An interesting thing that I've noted though is that there seem to be Three distinct phases of the import. The first phase occurs immediately after supplying the ID and credentials, and results in ~3 calls to the /login endpoint and a similarly small number of calls to the csv endpoints. This phase ends when the preview window opens with all the csv files in the navigation table unchecked. The names of these tables are derived from specific cells in the tables, so they must have been loaded into memory for the names to have been pulled out (and the endpoints send the csvs in full). At this point I would expect that all the necessary requests have been made, and that no further API calls are necessary (otherwise how could the tables be dynamically named based off of data inside the table?).
Now when I start checking all the boxes for the tables, phase 2 starts, and calls start being made again for what I'm assuming is preview data. Why does this have to happen, shouldn't the data already be stored/cached?
Phase 2 ends and Phase 3 starts when I click the load button. Doing this causes all the endpoints to start being hit again, accounting for a further 4-5 calls per CSV which finally overwhelms the /login endpoint and the load errors out.
I managed to eek out an error message from Phase 3 that looks somethin like this
Formulas:
section Section1;
shared _csv1 = let
Source = Connector.Contents("471516961986314240"),
_csv11 = Source{[Key="_csv1"]}[Data]
in
_csv11;
shared _csv2 = let
Source = Connector.Contents("471516961986314240"),
_csv21 = Source{[Key="_csv2"]}[Data]
in
_csv21;
shared _csv3 = let
Source = Connector.Contents("471516961986314240"),
_csv31 = Source{[Key="_csv3"]}[Data]
in
_csv31;
...
This error message contains a shared _csvX = let... once for each check box that I checked. What it looks like it's doing internally is calling the connector (which gets all the csv's) once for every csv (which again, makes no sense because the csv's have already been imported). So in total if the import generates 7 output csv's, this explicitly fetches 7*7 csv's, or 49. This relationship of ~n^2 coincides with the number of login attempts that I am seeing. I'm assuming that this is not intended behaviour, and that the Source = Connector.Contents("...") should be cached from the initial import that generated the navtable that I interacted with, or that at least only one more call to it should be made. It's impossible to find out what is and isn't being cached, and the lazy loading evaluation model means that even if I write Binarry.Buffer(), which would result in an in memory copy being kept and subsequent uses of the output being fetched from cache rather than from calling Web.Contents, the call to Binary.Buffer itself seems to be deffered until the contents are actually needed, which means that a call to it can be outside of the initial scope where it would have been useful to cache the information.

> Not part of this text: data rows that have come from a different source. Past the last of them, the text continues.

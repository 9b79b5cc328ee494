//! Configuration types for courierq.
//!
//! All settings have production defaults and can be overridden from
//! `COURIER_*` environment variables through [`CourierConfig::from_env`].

use serde::{Deserialize, Serialize};
use std::str::FromStr;
use std::time::Duration;

use crate::error::{CourierError, CourierResult};

/// Prefix for every recognized environment variable.
pub const ENV_PREFIX: &str = "COURIER_";

/// Main configuration for courierq.
///
/// # Examples
///
/// ```rust
/// use courierq::config::{CourierConfig, WorkerConfig};
///
/// let config = CourierConfig {
///     workers: WorkerConfig {
///         concurrency: 4,
///         ..Default::default()
///     },
///     ..Default::default()
/// };
/// assert!(config.validate().is_ok());
/// ```
#[derive(Debug, Clone, Default, Serialize, Deserialize)]
pub struct CourierConfig {
    /// Worker pool settings
    pub workers: WorkerConfig,

    /// Stream, scheduled set and dead letter settings
    pub queue: QueueConfig,

    /// Backoff and retry budget
    pub retry: RetryPolicy,

    /// Duplicate suppression
    pub dedupe: DedupeConfig,

    /// Queue depth sampling
    pub metrics: MetricsConfig,

    /// Logging configuration
    pub logging: LoggingConfig,
}

/// Worker pool configuration.
#[derive(Debug, Clone, Serialize, Deserialize)]
pub struct WorkerConfig {
    /// Number of concurrent consumers per process
    pub concurrency: usize,

    /// Entries read from the stream per iteration
    pub batch_size: usize,

    /// How long a stream read blocks waiting for new entries (in milliseconds)
    pub block_ms: u64,

    /// Due entries moved from the scheduled set per iteration
    pub schedule_drain_limit: usize,

    /// Pause after a store error inside the worker loop (in milliseconds)
    pub error_backoff_ms: u64,

    /// Time to wait for workers to finish their current record on stop (in seconds)
    pub shutdown_timeout_secs: u64,

    /// Prefix of the consumer names registered in the consumer group
    pub consumer_prefix: String,
}
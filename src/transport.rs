//! The delivery seam: whatever actually hands a message to a mail server.

use crate::error::TransportError;
use crate::job::Job;
use async_trait::async_trait;
use tracing::info;

/// Sends one message.
///
/// Implementations report failures through [`TransportError`]; every error
/// consumes one delivery attempt. A transport must be safe to call from many
/// workers at once.
#[async_trait]
pub trait Transport: Send + Sync {
    /// Deliver the job's payload.
    async fn deliver(&self, job: &Job) -> Result<(), TransportError>;

    /// Name used in logs.
    fn name(&self) -> &'static str {
        "transport"
    }
}

/// Transport that only logs the message. Useful in development.
#[derive(Debug, Default, Clone, Copy)]
pub struct LogTransport;

#[async_trait]
impl Transport for LogTransport {
    async fn deliver(&self, job: &Job) -> Result<(), TransportError> {
        info!(
            job_id = %job.id,
            purpose = job.purpose_label(),
            to = ?job.payload.to,
            subject = %job.payload.subject,
            "Delivered message to log"
        );
        Ok(())
    }

    fn name(&self) -> &'static str {
        "log"
    }
}

#[cfg(test)]
mod tests {
    use super::*;
    use crate::job::{EmailPayload, EnqueueOptions, JobDefaults};

    #[tokio::test]
    async fn test_log_transport_always_succeeds() {
        let job = Job::build(
            EmailPayload::new("a@x.com", "hello"),
            EnqueueOptions::default(),
            JobDefaults {
                max_attempts: 1,
                dedupe_ttl_ms: 1_000,
                dedupe_enabled: false,
            },
            0,
        );
        assert!(LogTransport.deliver(&job).await.is_ok());
        assert_eq!(LogTransport.name(), "log");
    }
}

I think that this is essentially what is going wrong:
let
rand = (List.Random(2)),
x = rand,
y = rand,
z = rand
in
{x{0},y{0},z{0}}
In this example, you would expect that rand gets evaluated into a list containing two random numbers, and x,y,z would then reference that List. The output would then be a list containing the same three numbers.
This is not the case. The evaluation of List.Random(2) is put off until it is absolutely needed, and the evaluation model generates something like this as the actual output {(List.Random(2)){0}, (List.Random(2)){0}, (List.Random(2)){0}} For a dynamic call like this you end up with three diferent numbers.

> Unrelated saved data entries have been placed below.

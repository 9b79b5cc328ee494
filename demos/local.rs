use courierq::prelude::*;
use std::sync::Arc;

#[tokio::main]
async fn main() -> CourierResult<()> {
    tracing_subscriber::fmt::init();

    let config = CourierConfig::from_env()?;
    let courier = Courier::builder(config, Arc::new(LogTransport))
        .in_memory()
        .build()?;

    for shift in 1..=3 {
        let result = courier
            .enqueue(
                EmailPayload::new("crew@example.com", format!("Roster for shift {shift}"))
                    .with_text("See attached roster."),
                EnqueueOptions::purpose("roster").with_metadata("shift", shift.into()),
            )
            .await;
        println!("shift {shift}: {:?}", result.outcome());
    }

    // Same message again is suppressed
    let duplicate = courier
        .enqueue(
            EmailPayload::new("crew@example.com", "Roster for shift 1")
                .with_text("See attached roster."),
            EnqueueOptions::purpose("roster").with_metadata("shift", 1.into()),
        )
        .await;
    println!("repeat: {:?}", duplicate.outcome());

    courier.start().await?;
    println!("Courier is running. Press Ctrl+C to stop...");
    courier.wait_for_shutdown().await?;

    println!("stats: {:?}", courier.worker_stats());
    Ok(())
}
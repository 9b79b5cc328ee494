//! The courier: producer, worker pool and dead letter tooling around one
//! coordination store.
//!
//! [`Courier`] is constructed once per process and shared by reference. It
//! owns the backend handle, the dedup lock and the injected collaborators, and
//! starts or stops the worker pool on request.

use crate::audit::{AuditEvent, JobAuditLog, NoopAuditLog};
use crate::config::CourierConfig;
use crate::error::{CourierError, CourierResult};
use crate::job::{EmailPayload, EnqueueOptions, EnqueueResult, Job, JobDefaults};
use crate::metrics::{MetricsSink, NoopMetrics};
use crate::queue::{InMemoryBackend, QueueBackend, QueueDepth, StreamRecord};
use crate::transport::Transport;
use crate::utils::log_and_ignore;
use std::sync::Arc;
use tokio::sync::RwLock;
use tracing::{info, warn};

pub mod dedup;
pub mod engine;
mod producer;
pub mod worker;

#[cfg(test)]
pub(crate) mod testing;

pub use dedup::{DedupClaim, DedupLock};
pub use worker::{RecordOutcome, WorkerStats};

use engine::{Shutdown, WorkerPool};
use worker::StatsCounters;

/// Backend plus the dedup lock built on it.
pub(crate) struct QueueParts {
    pub(crate) backend: Arc<dyn QueueBackend>,
    pub(crate) dedup: DedupLock,
}

/// State shared by the producer, the workers and the sampler.
pub(crate) struct CourierInner {
    pub(crate) config: CourierConfig,
    /// `None` runs in direct-delivery mode
    pub(crate) queue: Option<QueueParts>,
    pub(crate) transport: Arc<dyn Transport>,
    pub(crate) metrics: Arc<dyn MetricsSink>,
    pub(crate) audit: Arc<dyn JobAuditLog>,
    pub(crate) stats: StatsCounters,
}

impl CourierInner {
    pub(crate) fn queue(&self) -> CourierResult<&QueueParts> {
        self.queue
            .as_ref()
            .ok_or_else(|| CourierError::config("No queue backend configured"))
    }

    pub(crate) fn job_defaults(&self) -> JobDefaults {
        JobDefaults {
            max_attempts: self.config.retry.max_attempts,
            dedupe_ttl_ms: self.config.dedupe.ttl_ms,
            dedupe_enabled: self.config.dedupe.enabled,
        }
    }

    pub(crate) async fn audit(&self, job: &Job, event: AuditEvent) {
        log_and_ignore("audit", self.audit.record(job, event).await);
    }

    /// Read queue depth and hand it to the metrics sink.
    pub(crate) async fn sample_depth(&self) -> Option<QueueDepth> {
        let queue = self.queue.as_ref()?;
        let depth = log_and_ignore("queue depth", queue.backend.depth().await)?;
        log_and_ignore("metrics", self.metrics.record_depth(&depth));
        Some(depth)
    }
}

/// Builder for [`Courier`].
pub struct CourierBuilder {
    config: CourierConfig,
    transport: Arc<dyn Transport>,
    backend: Option<Arc<dyn QueueBackend>>,
    metrics: Arc<dyn MetricsSink>,
    audit: Arc<dyn JobAuditLog>,
}

impl CourierBuilder {
    /// Use the given coordination store.
    pub fn backend(mut self, backend: Arc<dyn QueueBackend>) -> Self {
        self.backend = Some(backend);
        self
    }

    /// Use a fresh in-memory store built from the queue configuration.
    pub fn in_memory(self) -> Self {
        let backend = Arc::new(InMemoryBackend::with_config(self.config.queue.clone()));
        self.backend(backend)
    }

    pub fn metrics(mut self, metrics: Arc<dyn MetricsSink>) -> Self {
        self.metrics = metrics;
        self
    }

    pub fn audit(mut self, audit: Arc<dyn JobAuditLog>) -> Self {
        self.audit = audit;
        self
    }

    /// Validate the configuration and build the courier.
    pub fn build(self) -> CourierResult<Courier> {
        self.config
            .validate()
            .map_err(|errors| CourierError::config(errors.join("; ")))?;

        let queue = self.backend.map(|backend| QueueParts {
            dedup: DedupLock::new(Arc::clone(&backend), self.config.dedupe.clone()),
            backend,
        });
        if queue.is_none() {
            warn!("No queue backend configured, messages will be delivered directly");
        }

        Ok(Courier {
            inner: Arc::new(CourierInner {
                config: self.config,
                queue,
                transport: self.transport,
                metrics: self.metrics,
                audit: self.audit,
                stats: StatsCounters::default(),
            }),
            pool: RwLock::new(None),
        })
    }
}

/// The email delivery queue.
///
/// # Examples
///
/// ```rust
/// use courierq::prelude::*;
/// use std::sync::Arc;
///
/// #[tokio::main]
/// async fn main() -> CourierResult<()> {
///     let courier = Courier::builder(CourierConfig::testing(), Arc::new(LogTransport))
///         .in_memory()
///         .build()?;
///
///     let result = courier
///         .enqueue(
///             EmailPayload::new("a@example.com", "Welcome").with_text("Hello!"),
///             EnqueueOptions::purpose("verification"),
///         )
///         .await;
///     assert!(result.accepted);
///
///     courier.start_workers(2).await?;
///     courier.stop_workers().await?;
///     Ok(())
/// }
/// ```
pub struct Courier {
    inner: Arc<CourierInner>,
    pool: RwLock<Option<WorkerPool>>,
}

impl Courier {
    /// Start building a courier around a transport.
    pub fn builder(config: CourierConfig, transport: Arc<dyn Transport>) -> CourierBuilder {
        CourierBuilder {
            config,
            transport,
            backend: None,
            metrics: Arc::new(NoopMetrics),
            audit: Arc::new(NoopAuditLog),
        }
    }

    /// Build a courier from configuration alone: Redis when a URL is set,
    /// direct delivery otherwise.
    pub async fn connect(config: CourierConfig, transport: Arc<dyn Transport>) -> CourierResult<Self> {
        let builder = Self::builder(config.clone(), transport);

        match config.queue.redis_url {
            #[cfg(feature = "redis-queue")]
            Some(_) => {
                let backend = crate::queue::RedisBackend::connect(config.queue.clone()).await?;
                builder.backend(Arc::new(backend)).build()
            }
            #[cfg(not(feature = "redis-queue"))]
            Some(_) => Err(CourierError::config(
                "A Redis URL is configured but the redis-queue feature is disabled",
            )),
            None => builder.build(),
        }
    }

    /// Queue a message.
    ///
    /// Never fails: problems are reported through the result, and the message
    /// is delivered directly when the queue cannot take it.
    pub async fn enqueue(&self, payload: EmailPayload, options: EnqueueOptions) -> EnqueueResult {
        self.inner.enqueue(payload, options).await
    }

    /// Start `concurrency` workers.
    ///
    /// Returns immediately; errors creating the consumer group propagate.
    pub async fn start_workers(&self, concurrency: usize) -> CourierResult<()> {
        let mut pool = self.pool.write().await;
        if pool.is_some() {
            return Err(CourierError::AlreadyRunning);
        }

        *pool = Some(WorkerPool::start(Arc::clone(&self.inner), concurrency).await?);
        Ok(())
    }

    /// Start workers with the configured concurrency.
    pub async fn start(&self) -> CourierResult<()> {
        self.start_workers(self.inner.config.workers.concurrency)
            .await
    }

    /// Stop the workers, letting in-flight deliveries finish.
    pub async fn stop_workers(&self) -> CourierResult<()> {
        let pool = self.pool.write().await.take();
        match pool {
            Some(pool) => pool.shutdown().await,
            None => Err(CourierError::NotRunning),
        }
    }

    /// Check if the workers are currently running.
    pub async fn is_running(&self) -> bool {
        self.pool.read().await.is_some()
    }

    /// Wait for Ctrl+C, then stop the workers.
    pub async fn wait_for_shutdown(&self) -> CourierResult<()> {
        if let Err(e) = tokio::signal::ctrl_c().await {
            warn!(error = %e, "Failed to listen for Ctrl+C, stopping now");
        } else {
            info!("Received Ctrl+C, initiating graceful shutdown...");
        }

        match self.stop_workers().await {
            Err(CourierError::NotRunning) => Ok(()),
            other => other,
        }
    }

    /// Move up to `limit` due jobs from the scheduled set to the stream.
    pub async fn promote_due(&self, limit: usize) -> CourierResult<usize> {
        let queue = self.inner.queue()?;
        self.inner.promote_due(queue, limit).await
    }

    /// Claim and process entries abandoned by other consumers, acting as
    /// `consumer`. Returns how many entries were processed.
    pub async fn reclaim_stale(&self, consumer: &str) -> CourierResult<usize> {
        let queue = self.inner.queue()?;
        self.inner
            .reclaim_stale(queue, consumer, &Shutdown::default())
            .await
    }

    /// Process one stream record: deliver, retry or dead-letter it.
    pub async fn process_record(&self, record: StreamRecord) -> CourierResult<RecordOutcome> {
        let queue = self.inner.queue()?;
        self.inner.process_record(queue, record).await
    }

    /// Oldest dead letters, left in place. Unreadable entries are skipped.
    pub async fn peek_dead_letters(&self, limit: usize) -> CourierResult<Vec<Job>> {
        let raw = self.inner.queue()?.backend.peek_dead_letters(limit).await?;
        Ok(parse_dead_letters(raw))
    }

    /// Oldest dead letters, removed from the store. Unreadable entries are
    /// removed too.
    pub async fn drain_dead_letters(&self, limit: usize) -> CourierResult<Vec<Job>> {
        let raw = self.inner.queue()?.backend.drain_dead_letters(limit).await?;
        Ok(parse_dead_letters(raw))
    }

    /// Enqueue a dead job again under a new id with a fresh retry budget.
    pub async fn replay_dead_letter(&self, mut job: Job) -> EnqueueResult {
        let previous = job.id.clone();
        job.reset_for_replay(uuid::Uuid::new_v4().to_string());
        job.queued_at = crate::utils::now_millis();
        info!(previous = %previous, job_id = %job.id, "Replaying dead letter");
        self.inner.submit(job).await
    }

    /// Current queue depth; also reported to the metrics sink.
    pub async fn depth(&self) -> CourierResult<QueueDepth> {
        let depth = self.inner.queue()?.backend.depth().await?;
        log_and_ignore("metrics", self.inner.metrics.record_depth(&depth));
        Ok(depth)
    }

    /// Remove every queued, scheduled and dead job. Refused while workers run.
    pub async fn purge(&self) -> CourierResult<u64> {
        if self.is_running().await {
            return Err(CourierError::AlreadyRunning);
        }
        let removed = self.inner.queue()?.backend.purge().await?;
        warn!(removed, "Queue purged");
        Ok(removed)
    }

    /// The dedup lock, when a backend is configured.
    pub fn dedup(&self) -> Option<&DedupLock> {
        self.inner.queue.as_ref().map(|queue| &queue.dedup)
    }

    /// Get worker statistics.
    pub fn worker_stats(&self) -> WorkerStats {
        self.inner.stats.snapshot()
    }

    /// Perform a health check on the store and, if running, the workers.
    pub async fn health_check(&self) -> CourierResult<()> {
        if let Some(queue) = &self.inner.queue {
            queue.backend.health_check().await?;
        }

        if let Some(pool) = self.pool.read().await.as_ref() {
            pool.health_check()?;
        }
        Ok(())
    }

    /// Get the configuration used by this courier.
    pub fn config(&self) -> &CourierConfig {
        &self.inner.config
    }
}

fn parse_dead_letters(raw: Vec<String>) -> Vec<Job> {
    raw.into_iter()
        .filter_map(|entry| match Job::from_json(&entry) {
            Ok(job) => Some(job),
            Err(e) => {
                warn!(error = %e, "Skipping unreadable dead letter");
                None
            }
        })
        .collect()
}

If you add a buffer and change the code to
let
rand = List.Buffer(List.Random(2)),//Buffer this now
x = rand,
y = rand,
z = rand
in
{x{0},y{0},z{0}}
Then the output generated is a list containing three identical numbers.
It seems as if in my connector buffering Web.Contents does not have the same effect, and I'm left with a waterfall of API calls that should not need to be made.
Any help would be greatly appreciated.